In a speech to the Broadcasting Press Guild yesterday, Petter said there were market failings in the UK pay TV space, where Sky is the dominant player. He claimed that Sky customers are paying close to £50 a year more than the EU average for basic pay TV channels and up to £75 a year more if they take premium sports and movie packages, citing Analysys Mason research.
“Relative to EU averages Sky customers are paying around a half a billion pounds more per year for the basic packages of pay TV channels. Switching in pay TV is 50% lower than the levels seen in broadband, so it is clear we just aren’t seeing the right levels of competition for Sky,” said Petter.
He claimed that in contrast with the UK broadband market – where there is falling prices, rising speeds and a strong international performance – consumers in the UK suffer from a lack of effective competition in the pay TV market.
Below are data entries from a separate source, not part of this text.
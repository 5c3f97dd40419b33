//! Core business logic for UniVerse.

pub mod services;

pub use services::*;
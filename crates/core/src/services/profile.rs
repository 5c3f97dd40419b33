//! Profile service: public profiles, profile edits and user search.

use chrono::NaiveDate;
use sea_orm::{IntoActiveModel, Set};
use serde::{Deserialize, Serialize};
use universe_common::{AppError, AppResult};
use universe_db::{
    entities::{profile, user},
    repositories::{
        FollowingRepository, MessageRepository, NotificationRepository, PostRepository,
        ProfileRepository, UserRepository,
    },
};
use validator::Validate;

use crate::services::directory::{UserDirectory, UserSummary};
use crate::services::post::{PostService, PostView};

/// Posts per profile page.
const PROFILE_POST_LIMIT: u64 = 30;

/// Maximum number of search results.
const SEARCH_LIMIT: u64 = 50;

/// A user's public profile as seen by a viewer.
#[derive(Debug, Clone, Serialize)]
#[serde(rename_all = "camelCase")]
pub struct ProfileView {
    pub user: UserSummary,
    pub profile: Option<profile::Model>,
    pub followers_count: u64,
    pub following_count: u64,
    pub posts_count: u64,
    /// Whether the viewer follows this user.
    pub is_following: bool,
    pub is_own_profile: bool,
    pub posts: Vec<PostView>,
}

/// Input for editing the caller's own profile.
#[derive(Debug, Default, Deserialize, Validate)]
#[serde(rename_all = "camelCase")]
pub struct UpdateProfileInput {
    #[validate(length(max = 150))]
    pub first_name: Option<String>,

    #[validate(length(max = 150))]
    pub last_name: Option<String>,

    #[validate(email)]
    pub email: Option<String>,

    #[validate(length(max = 500))]
    pub bio: Option<String>,

    #[validate(url)]
    pub avatar_url: Option<String>,

    #[validate(url)]
    pub cover_url: Option<String>,

    #[validate(length(max = 100))]
    pub location: Option<String>,

    #[validate(url)]
    pub website: Option<String>,

    pub birth_date: Option<NaiveDate>,
}

/// Unread badges shown in navigation.
#[derive(Debug, Clone, Copy, PartialEq, Eq, Serialize)]
#[serde(rename_all = "camelCase")]
pub struct UnreadCounts {
    pub unread_messages: u64,
    pub unread_notifications: u64,
}

/// Profile service for business logic.
#[derive(Clone)]
pub struct ProfileService {
    user_repo: UserRepository,
    profile_repo: ProfileRepository,
    following_repo: FollowingRepository,
    post_repo: PostRepository,
    message_repo: MessageRepository,
    notification_repo: NotificationRepository,
    directory: UserDirectory,
    posts: PostService,
}

impl ProfileService {
    /// Create a new profile service.
    #[must_use]
    #[allow(clippy::too_many_arguments)]
    pub const fn new(
        user_repo: UserRepository,
        profile_repo: ProfileRepository,
        following_repo: FollowingRepository,
        post_repo: PostRepository,
        message_repo: MessageRepository,
        notification_repo: NotificationRepository,
        directory: UserDirectory,
        posts: PostService,
    ) -> Self {
        Self {
            user_repo,
            profile_repo,
            following_repo,
            post_repo,
            message_repo,
            notification_repo,
            directory,
            posts,
        }
    }

    /// Load the profile page for `username`.
    ///
    /// Posts come one page at a time; pass the last seen post as `until_id`.
    pub async fn get_profile(
        &self,
        username: &str,
        viewer_id: Option<&str>,
        until_id: Option<&str>,
    ) -> AppResult<ProfileView> {
        let user = self.user_repo.get_by_username(username).await?;
        let profile = self.profile_repo.find_by_user_id(&user.id).await?;

        let followers_count = self.following_repo.count_followers(&user.id).await?;
        let following_count = self.following_repo.count_following(&user.id).await?;
        let posts_count = self.post_repo.count_by_author(&user.id).await?;

        let is_following = match viewer_id {
            Some(viewer) if viewer != user.id => {
                self.following_repo.is_following(viewer, &user.id).await?
            }
            _ => false,
        };

        let posts = self
            .post_repo
            .find_by_author(&user.id, PROFILE_POST_LIMIT, until_id)
            .await?;
        let posts = self.posts.annotate(posts, viewer_id).await?;

        Ok(ProfileView {
            user: UserSummary::from_parts(&user, profile.as_ref()),
            is_own_profile: viewer_id == Some(user.id.as_str()),
            profile,
            followers_count,
            following_count,
            posts_count,
            is_following,
            posts,
        })
    }

    /// Apply profile edits for `user_id`. Absent fields are left unchanged.
    pub async fn update_profile(
        &self,
        user_id: &str,
        input: UpdateProfileInput,
    ) -> AppResult<(user::Model, profile::Model)> {
        input.validate()?;

        let user = self.user_repo.get_by_id(user_id).await?;

        let user = if input.first_name.is_some() || input.last_name.is_some() || input.email.is_some() {
            let mut active: user::ActiveModel = user.into();

            if let Some(first_name) = input.first_name {
                active.first_name = Set(Some(first_name));
            }
            if let Some(last_name) = input.last_name {
                active.last_name = Set(Some(last_name));
            }
            if let Some(email) = input.email {
                let email = email.trim().to_lowercase();
                if let Some(existing) = self.user_repo.find_by_email(&email).await?
                    && existing.id != user_id
                {
                    return Err(AppError::Conflict("Email already in use".to_string()));
                }
                active.email = Set(email);
            }
            active.updated_at = Set(Some(chrono::Utc::now().into()));

            self.user_repo.update(active).await?
        } else {
            user
        };

        let profile = match self.profile_repo.find_by_user_id(user_id).await? {
            Some(existing) => {
                let mut active = existing.into_active_model();
                if let Some(bio) = input.bio {
                    active.bio = Set(Some(bio));
                }
                if let Some(avatar_url) = input.avatar_url {
                    active.avatar_url = Set(Some(avatar_url));
                }
                if let Some(cover_url) = input.cover_url {
                    active.cover_url = Set(Some(cover_url));
                }
                if let Some(location) = input.location {
                    active.location = Set(Some(location));
                }
                if let Some(website) = input.website {
                    active.website = Set(Some(website));
                }
                if let Some(birth_date) = input.birth_date {
                    active.birth_date = Set(Some(birth_date));
                }
                active.updated_at = Set(Some(chrono::Utc::now().into()));
                self.profile_repo.update(active).await?
            }
            None => {
                let model = profile::ActiveModel {
                    user_id: Set(user_id.to_string()),
                    bio: Set(input.bio),
                    avatar_url: Set(input.avatar_url),
                    cover_url: Set(input.cover_url),
                    location: Set(input.location),
                    website: Set(input.website),
                    birth_date: Set(input.birth_date),
                    updated_at: Set(Some(chrono::Utc::now().into())),
                };
                self.profile_repo.create(model).await?
            }
        };

        tracing::debug!(user = %user_id, "Profile updated");
        Ok((user, profile))
    }

    /// Case-insensitive search on username, first and last name.
    ///
    /// The viewer is never included. A blank query yields nothing.
    pub async fn search_users(&self, query: &str, viewer_id: &str) -> AppResult<Vec<UserSummary>> {
        let query = query.trim();
        if query.is_empty() {
            return Ok(vec![]);
        }

        let users = self
            .user_repo
            .search(query, viewer_id, SEARCH_LIMIT)
            .await?;
        let ids: Vec<String> = users.iter().map(|u| u.id.clone()).collect();
        let mut summaries = self.directory.summaries(&ids).await?;
        Ok(ids.iter().filter_map(|id| summaries.remove(id)).collect())
    }

    /// Unread message and notification counts.
    pub async fn unread_counts(&self, user_id: &str) -> AppResult<UnreadCounts> {
        Ok(UnreadCounts {
            unread_messages: self.message_repo.count_unread(user_id).await?,
            unread_notifications: self.notification_repo.count_unread(user_id).await?,
        })
    }
}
The broadband market has four major players but none with over 32% market share, compared to the pay TV market where Sky is the dominant player with a 64% share leaving major barriers to entry for new players, said Petter.
He added that the broadband market is regulated at a wholesale level, giving players access on an equal basis, while in pay TV there are weak wholesale obligations that only apply to Sky Sports 1 and 2.
Petter said that despite its success, BT Sport had not changed overall market dynamics in the UK and that the new channel’s 2.4 million viewers – who didn’t previously watch Sky Sports – are evidence of an unserved part of the population, unable to pay the high prices demanded by Sky.
“We think Ofcom should heed the call of Sky’s biggest shareholder. James Murdoch once said in relation to Sky that 21st Century Fox fought for ‘a level playing field and to have competition policy applied with an even hand’. But when it comes to competition in pay TV, the message from Sky seems to be ‘talk to the hand’. We think Ofcom should make Mr Murdoch happy and give the UK a competitive pay TV market that is fit for the next decade,” said Petter.
The comments come just over a week after Sky called on UK competition watchdog the CMA to investigate BT’s Openreach division, accusing it of under-investment in the national broadband network used by Sky to serve its customers.
In a submission to regulator Ofcom’s strategic review of digital communications, Sky called on Ofcom to make a market investigation reference to the CMA and said that “the common thread” to problems with the UK broadband sector was “BT’s ownership of Openreach”, which carried a risk of “diminishing retail competition as the UK transitions to fibre-based broadband services”.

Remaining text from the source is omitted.